Week 5

 An enLIGHTening week! (foreshadowing..)

Day 23: Entire Border Collie family spay/neuter day! Placed IV catheter, induced with Alfaxalone, and placed ET tube on spay patient. Monitored anesthesia (uneventful) and recovery, as well as prepared the bill and take-home oral Metacam for the patient. Assisted with surgical prep, and anesthesia monitoring for castration/bandage change of patient with moist dermatitis due to poor bandage care. 


Day 24: Assisted with surgical prep, anesthetic monitoring, and recovery for a Cavoodle spay and Chihuahua castration. Restrained DLH cat for euthanasia by DVM, and attended to the stitch-up recovery of a Whippet who presented with a R hind leg laceration (of unknown cause). 


Day 25: Power Outage (oh no)! Monitored anesthesia for a Staffy spay with limited blood pressure readings due to a malfunction. Utilized pedal pulses to estimate blood pressure and pulse quality  alongside capillary refill time, anesthesia was luckily relatively uneventful. Assisted with surgical prep and holding lights for DVM to help proceed with a second spay. Accompanied DVM and Head Nurse to other clinic site to perform TTA surgery on a Kelpie. Laid out necessary orthopedic tools, completed quarter shave and full surgical prep of the leg, and passed orthopedic drill and saw using aseptic technique to DVM. 


Day 26: Hospital support day. Assisted with restraints for procedures, cleaning up the surgery suite, walking and feeding recovery patients, and scrubbing instruments and preparing packs.

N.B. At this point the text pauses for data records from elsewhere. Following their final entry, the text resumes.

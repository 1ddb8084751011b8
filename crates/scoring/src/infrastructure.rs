//! Infrastructure and proximity score.

use crate::category::{AssetCategory, Factor};
use h2site_geo::{nearby, Asset, GeoPoint};

/// Nearest infrastructure assets considered by default.
pub const DEFAULT_TOP_K: usize = 15;

/// Score in `[0, 1]` from the distances of the nearest infrastructure assets.
///
/// Each asset weighs `exp(-d / (0.5 * radius))`. One asset caps the score at
/// 0.3, two land in `[0.4, 0.6]`, three or more in `[0.55, 1.0]`.
pub fn score_from_distances(distances_km: &[f64], radius_km: f64) -> f64 {
    let total: f64 = distances_km
        .iter()
        .map(|d| (-d / (radius_km * 0.5)).exp())
        .sum();

    match distances_km.len() {
        0 => 0.0,
        1 => (total * 0.3).min(0.3),
        2 => 0.4 + 0.2 * (total / 2.0),
        n => 0.55 + 0.45 * (total / n as f64).min(1.0),
    }
}

/// Infrastructure score around `center`, from up to `top_k` nearest assets.
pub fn infrastructure_score(
    center: GeoPoint,
    radius_km: f64,
    assets: &[Asset],
    top_k: usize,
) -> f64 {
    let found = nearby(center, radius_km, assets, Some(top_k), |asset| {
        AssetCategory::of(asset)
            .filter(|c| c.factor() == Factor::Infrastructure)
            .map(|_| asset.coordinates)
    });

    let distances: Vec<f64> = found.iter().map(|n| n.distance_km).collect();
    let score = score_from_distances(&distances, radius_km);
    tracing::debug!(assets = distances.len(), score, "infrastructure score");
    score
}
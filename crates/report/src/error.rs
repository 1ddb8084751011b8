//! Error types for the report crate.

use thiserror::Error;

/// Result type alias for report operations.
pub type Result<T> = std::result::Result<T, ReportError>;

/// Errors that can occur while reading or listing reports.
#[derive(Debug, Clone, PartialEq, Error)]
pub enum ReportError {
    /// Analysis payload is not valid JSON or misses required fields
    #[error("Invalid analysis payload: {0}")]
    InvalidPayload(String),

    /// Unknown report status
    #[error("Unknown report status '{0}' (expected completed, processing or failed)")]
    InvalidStatus(String),
}

impl From<serde_json::Error> for ReportError {
    fn from(err: serde_json::Error) -> Self {
        Self::InvalidPayload(err.to_string())
    }
}
//! Error types for the API client

use std::fmt;
use thiserror::Error;

/// Result type alias for API operations
pub type ApiResult<T> = Result<T, ApiError>;

/// API client errors
#[derive(Error, Debug)]
pub enum ApiError {
    /// HTTP request failed; the URL is stripped so query tokens stay out of messages
    #[error("HTTP request failed: {0}")]
    Request(reqwest::Error),

    /// JSON serialization/deserialization failed
    #[error("JSON error: {0}")]
    Json(#[from] serde_json::Error),

    /// Configuration error
    #[error("Configuration error: {0}")]
    Config(String),

    /// Missing environment variable
    #[error("Missing environment variable: {0}")]
    MissingEnvVar(String),

    /// Request payload rejected before sending
    #[error("Invalid request: {0}")]
    Validation(String),

    /// API returned an error response
    #[error("API error ({status}): {message}")]
    ApiResponse {
        /// HTTP status code
        status: u16,
        /// Error message from API
        message: String,
    },

    /// Circuit breaker is open
    #[error("Circuit breaker is open - service temporarily unavailable")]
    CircuitOpen,

    /// Rate limited
    #[error("Rate limited - too many requests")]
    RateLimited,

    /// Request timeout
    #[error("Request timeout after {0:?}")]
    Timeout(std::time::Duration),

    /// All retry attempts exhausted
    #[error("All {attempts} retry attempts failed: {last_error}")]
    RetriesExhausted {
        /// Number of attempts made
        attempts: u32,
        /// Last error message
        last_error: String,
    },

    /// Invalid URL
    #[error("Invalid URL: {0}")]
    InvalidUrl(String),
}

impl From<reqwest::Error> for ApiError {
    fn from(err: reqwest::Error) -> Self {
        Self::Request(err.without_url())
    }
}

impl ApiError {
    /// Create a configuration error
    pub fn config(msg: impl Into<String>) -> Self {
        Self::Config(msg.into())
    }

    /// Create a missing env var error
    pub fn missing_env(var: impl Into<String>) -> Self {
        Self::MissingEnvVar(var.into())
    }

    /// Create a validation error
    pub fn validation(msg: impl Into<String>) -> Self {
        Self::Validation(msg.into())
    }

    /// Create an API response error
    pub fn api_response(status: u16, message: impl Into<String>) -> Self {
        Self::ApiResponse {
            status,
            message: message.into(),
        }
    }

    /// Check if this error is retryable
    #[must_use]
    pub fn is_retryable(&self) -> bool {
        match self {
            Self::Request(e) => e.is_connect() || e.is_timeout(),
            // 5xx and 429
            Self::ApiResponse { status, .. } => *status >= 500 || *status == 429,
            Self::Timeout(_) => true,
            Self::CircuitOpen | Self::RateLimited => false,
            Self::Config(_)
            | Self::MissingEnvVar(_)
            | Self::Validation(_)
            | Self::Json(_)
            | Self::InvalidUrl(_)
            | Self::RetriesExhausted { .. } => false,
        }
    }

    /// Check if this is a client error (4xx)
    #[must_use]
    pub fn is_client_error(&self) -> bool {
        matches!(self, Self::ApiResponse { status, .. } if (400..500).contains(status))
    }

    /// Check if this is a server error (5xx)
    #[must_use]
    pub fn is_server_error(&self) -> bool {
        matches!(self, Self::ApiResponse { status, .. } if *status >= 500)
    }

    /// Check if the back-end rejected the bearer token
    #[must_use]
    pub fn is_unauthorized(&self) -> bool {
        matches!(self, Self::ApiResponse { status: 401 | 403, .. })
    }
}

/// Where a failed request was going, for log lines and CLI messages.
#[derive(Debug, Clone)]
pub struct ErrorContext {
    /// Request ID for correlation
    pub request_id: Option<String>,
    /// Endpoint that was called, without query string
    pub endpoint: String,
    /// HTTP method used
    pub method: String,
}

impl fmt::Display for ErrorContext {
    fn fmt(&self, f: &mut fmt::Formatter<'_>) -> fmt::Result {
        write!(f, "{} {}", self.method, self.endpoint)?;
        if let Some(ref id) = self.request_id {
            write!(f, " (request_id: {id})")?;
        }
        Ok(())
    }
}
//! Site analysis endpoint

use crate::client::H2SiteClient;
use crate::error::{ApiError, ApiResult};
use h2site_geo::GeoPoint;
use h2site_report::AnalysisResponse;
use serde::{Deserialize, Serialize};
use tracing::info;

/// Site analysis API interface
#[derive(Clone)]
pub struct AnalysisApi {
    client: H2SiteClient,
}

impl AnalysisApi {
    /// Create a new analysis API interface
    pub(crate) fn new(client: H2SiteClient) -> Self {
        Self { client }
    }

    /// Score a candidate site and get the AI summary
    ///
    /// POST /analyse
    pub async fn analyse(&self, request: &AnalysisRequest) -> ApiResult<AnalysisResponse> {
        request.validate()?;
        let response: AnalysisResponse = self.client.post("analyse", request).await?;
        info!(
            lat = request.curr_lat,
            lon = request.curr_lon,
            radius_km = request.curr_range,
            average = response.s_avg,
            "Site analysed"
        );
        Ok(response)
    }
}

/// Analysis request, in the back-end's field names
#[derive(Debug, Clone, PartialEq, Serialize, Deserialize)]
pub struct AnalysisRequest {
    pub curr_lat: f64,
    pub curr_lon: f64,
    /// Radius in kilometers
    pub curr_range: f64,
    pub w_infra: f64,
    pub w_econ: f64,
    pub w_env: f64,
    /// Free-text intent passed to the summary prompt
    #[serde(default)]
    pub description: String,
    #[serde(rename = "userEmail", default, skip_serializing_if = "Option::is_none")]
    pub user_email: Option<String>,
}

impl AnalysisRequest {
    /// Request with equal factor weights and no description
    pub fn new(center: GeoPoint, radius_km: f64) -> Self {
        Self {
            curr_lat: center.latitude,
            curr_lon: center.longitude,
            curr_range: radius_km,
            w_infra: 1.0,
            w_econ: 1.0,
            w_env: 1.0,
            description: String::new(),
            user_email: None,
        }
    }

    /// Builder-style method to set the slider weights
    #[must_use]
    pub fn with_weights(mut self, infrastructure: f64, environment: f64, economic: f64) -> Self {
        self.w_infra = infrastructure;
        self.w_env = environment;
        self.w_econ = economic;
        self
    }

    /// Builder-style method to set the description
    #[must_use]
    pub fn with_description(mut self, description: impl Into<String>) -> Self {
        self.description = description.into();
        self
    }

    /// Builder-style method to set the requesting user
    #[must_use]
    pub fn with_user_email(mut self, email: impl Into<String>) -> Self {
        self.user_email = Some(email.into());
        self
    }

    /// Center of the analysis
    #[must_use]
    pub fn center(&self) -> GeoPoint {
        GeoPoint::new(self.curr_lon, self.curr_lat)
    }

    /// Rejects an invalid center, a non-positive radius, or bad weights.
    pub fn validate(&self) -> ApiResult<()> {
        self.center()
            .validate()
            .map_err(|e| ApiError::validation(e.to_string()))?;

        if !self.curr_range.is_finite() || self.curr_range <= 0.0 {
            return Err(ApiError::validation(format!(
                "radius must be a positive number of kilometers, got {}",
                self.curr_range
            )));
        }

        for (name, weight) in [
            ("infrastructure", self.w_infra),
            ("environment", self.w_env),
            ("economic", self.w_econ),
        ] {
            if !weight.is_finite() || weight < 0.0 {
                return Err(ApiError::validation(format!(
                    "{name} weight must be a non-negative number, got {weight}"
                )));
            }
        }

        Ok(())
    }
}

Day 27: Emergency walk-in Maltese with distended and extremely bloated abdomen noted to have developed over the past 4 days by owner. Thoracic and abdominal radiographs revealed fluid filled stomach, lobulated lung lobes, and enlarged heart. Physical exam further revealed a grade 5 heart murmur with increased respiratory effort. Abdominal fluid was retrieved using a syringe by DVM, which came out pink/red. DVM diagnosed patient with congestive heart failure with pulmonary effusion. Euthanasia was decided upon by family due to rapid decline of patient on table. Flow-by oxygen was delivered with Butorphanol and Furosemide injections while waiting for family members. 

Dachshund spay induced with IM Alfaxalone and mask-down isoflurane (due to difficult veins), with needed top-up for ET tube placement. Topped up with Alfaxalone due to pain response from the pulling of the uterine horns. Rough anesthetic monitoring due to the induction effects, with hypercapnia, apnea, high blood pressure, and low SPO2. Decreased ISO to 1.5 and increased flow rate to 2.5, saw gradual decrease in ETCO2 and Blood Pressure, with SPO2 increasing. Uneventful recovery :)!


What did you enjoy in the week and why?

I enjoyed having the ability to experience how to prepare for and witness how TTAs are done! As orthopedic surgeries are not commonplace in most clinics, having the ability to recognize which tools are needed, and what is done during the procedure, helps create a foundational base for me to build off of!

What were your achievements and why?

My achievement this week was being able to flow smoothly from IV catheter placement, induction, and ET tube placement! Through guidance and practice the weeks prior, I was able to create a flow that matched my abilities and comfortability which lead me to better my efficiency.

What were your challenges and why?

The challenge I experienced this week was finding a good balance of anesthetic that will provide my patient with analgesia and anesthesia against blood pressure, SPO2, and ETCO2. I felt quite worried of my numbers and my patient, but thanks to constant communication with the DVM (on where the surgery is and how the previous drugs may be acting towards the readings), I was able to find a point where the readings improved.

What skills will you be focusing on (continued or next)?  What are your steps for succeeding in these skills?

I will be focusing on getting comfortable with uncomfortable anesthesia. I will do this by watching others in their anesthetic monitoring, communicating with the DVMs, and recognizing normal "abnormals" for each patient by consistent practice.

What are some tips and tricks you learned during the week?

Saline or any intravenous fluid is drawn up in a large syringe and dispensed aseptically onto the site when a saw is being used on the bone to minimize heat!